======== Information ========

// Notebook Converter - batch conversion of notebooks between section formats
// Copyright (c) 2025 Notebook Converter Contributors
// Licensed under the MIT License

use clap::Parser;
use notebook_converter::cli::{Cli, Commands};
use notebook_converter::config::{read_config, ConverterConfig};
use notebook_converter::logging::init_logging;
use std::process;
use tokio::sync::watch;

#[tokio::main]
async fn main() {
    // Load environment variables from .env file if present
    let _ = dotenvy::dotenv();

    let cli = Cli::parse();

    // Logging settings come from the config file when it can be read; commands
    // report configuration errors themselves.
    let file_config = read_config(&cli.config).unwrap_or_else(|_| ConverterConfig::default());
    let log_level = cli
        .log_level
        .clone()
        .unwrap_or_else(|| file_config.application.log_level.clone());
    let logging_guard = match init_logging(&log_level, &file_config.logging) {
        Ok(guard) => guard,
        Err(e) => {
            eprintln!("Failed to initialize logging: {e}");
            process::exit(2);
        }
    };

    tracing::info!(
        version = env!("CARGO_PKG_VERSION"),
        "Notebook Converter"
    );

    let (shutdown_tx, shutdown_rx) = watch::channel(false);

    tokio::spawn(async move {
        wait_for_shutdown_signal().await;
        tracing::info!("Shutdown signal received, finishing current notebook");
        eprintln!("\n⚠️  Shutdown signal received, finishing current notebook...");
        let _ = shutdown_tx.send(true);
    });

    let exit_code = match execute_command(&cli, shutdown_rx).await {
        Ok(code) => code,
        Err(e) => {
            tracing::error!(error = %e, "Command execution failed");
            eprintln!("Error: {e}");
            5 // Fatal error exit code
        }
    };

    drop(logging_guard);
    process::exit(exit_code);
}

#[cfg(unix)]
async fn wait_for_shutdown_signal() {
    use tokio::signal::unix::{signal, SignalKind};

    match signal(SignalKind::terminate()) {
        Ok(mut sigterm) => {
            tokio::select! {
                _ = tokio::signal::ctrl_c() => {}
                _ = sigterm.recv() => {}
            }
        }
        Err(e) => {
            tracing::warn!(error = %e, "Failed to install SIGTERM handler");
            let _ = tokio::signal::ctrl_c().await;
        }
    }
}

#[cfg(not(unix))]
async fn wait_for_shutdown_signal() {
    if let Err(e) = tokio::signal::ctrl_c().await {
        tracing::error!(error = %e, "Failed to listen for Ctrl+C");
        std::future::pending::<()>().await;
    }
}

/// Execute the CLI command
async fn execute_command(cli: &Cli, shutdown_signal: watch::Receiver<bool>) -> anyhow::Result<i32> {
    match &cli.command {
        Commands::Convert(args) => args.execute(&cli.config, shutdown_signal).await,
        Commands::List(args) => args.execute(&cli.config).await,
        Commands::Show(args) => args.execute(&cli.config).await,
        Commands::ValidateConfig(args) => args.execute(&cli.config).await,
        Commands::Init(args) => args.execute().await,
    }
}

========

- Exercise: Copy the records word for word.

- Your solution:
// Notebook Converter - batch conversion of notebooks between section formats
// Copyright (c) 2025 Notebook Converter Contributors
// Licensed under the MIT License

use clap::Parser;
use notebook_converter::cli::{Cli, Commands};
use notebook_converter::config::{read_config, ConverterConfig};
use notebook_converter::logging::init_logging;
use std::process;
use tokio::sync::watch;

#[tokio::main]
async fn main() {
    // Load environment variables from .env file if present
    let _ = dotenvy::dotenv();

    let cli = Cli::parse();

    // Logging settings come from the config file when it can be read; commands
    // report configuration errors themselves.
    let file_config = read_config(&cli.config).unwrap_or_else(|_| ConverterConfig::default());
    let log_level = cli
        .log_level
        .clone()
        .unwrap_or_else(|| file_config.application.log_level.clone());
    let logging_guard = match init_logging(&log_level, &file_config.logging) {
        Ok(guard) => guard,
        Err(e) => {
            eprintln!("Failed to initialize logging: {e}");
            process::exit(2);
        }
    };

    tracing::info!(
        version = env!("CARGO_PKG_VERSION"),
        "Notebook Converter"
    );

    let (shutdown_tx, shutdown_rx) = watch::channel(false);

    tokio::spawn(async move {
        wait_for_shutdown_signal().await;
        tracing::info!("Shutdown signal received, finishing current notebook");
        eprintln!("\n⚠️  Shutdown signal received, finishing current notebook...");
        let _ = shutdown_tx.send(true);
    });

    let exit_code = match execute_command(&cli, shutdown_rx).await {
        Ok(code) => code,
        Err(e) => {
            tracing::error!(error = %e, "Command execution failed");
            eprintln!("Error: {e}");
            5 // Fatal error exit code
        }
    };

    drop(logging_guard);
    process::exit(exit_code);
}

#[cfg(unix)]
async fn wait_for_shutdown_signal() {
    use tokio::signal::unix::{signal, SignalKind};

    match signal(SignalKind::terminate()) {
        Ok(mut sigterm) => {
            tokio::select! {
                _ = tokio::signal::ctrl_c() => {}
                _ = sigterm.recv() => {}
            }
        }
        Err(e) => {
            tracing::warn!(error = %e, "Failed to install SIGTERM handler");
            let _ = tokio::signal::ctrl_c().await;
        }
    }
}

#[cfg(not(unix))]
async fn wait_for_shutdown_signal() {
    if let Err(e) = tokio::signal::ctrl_c().await {
        tracing::error!(error = %e, "Failed to listen for Ctrl+C");
        std::future::pending::<()>().await;
    }
}

/// Execute the CLI command
async fn execute_command(cli: &Cli, shutdown_signal: watch::Receiver<bool>) -> anyhow::Result<i32> {
    match &cli.command {
        Commands::Convert(args) => args.execute(&cli.config, shutdown_signal).await,
        Commands::List(args) => args.execute(&cli.config).await,
        Commands::Show(args) => args.execute(&cli.config).await,
        Commands::ValidateConfig(args) => args.execute(&cli.config).await,
        Commands::Init(args) => args.execute().await,
    }
}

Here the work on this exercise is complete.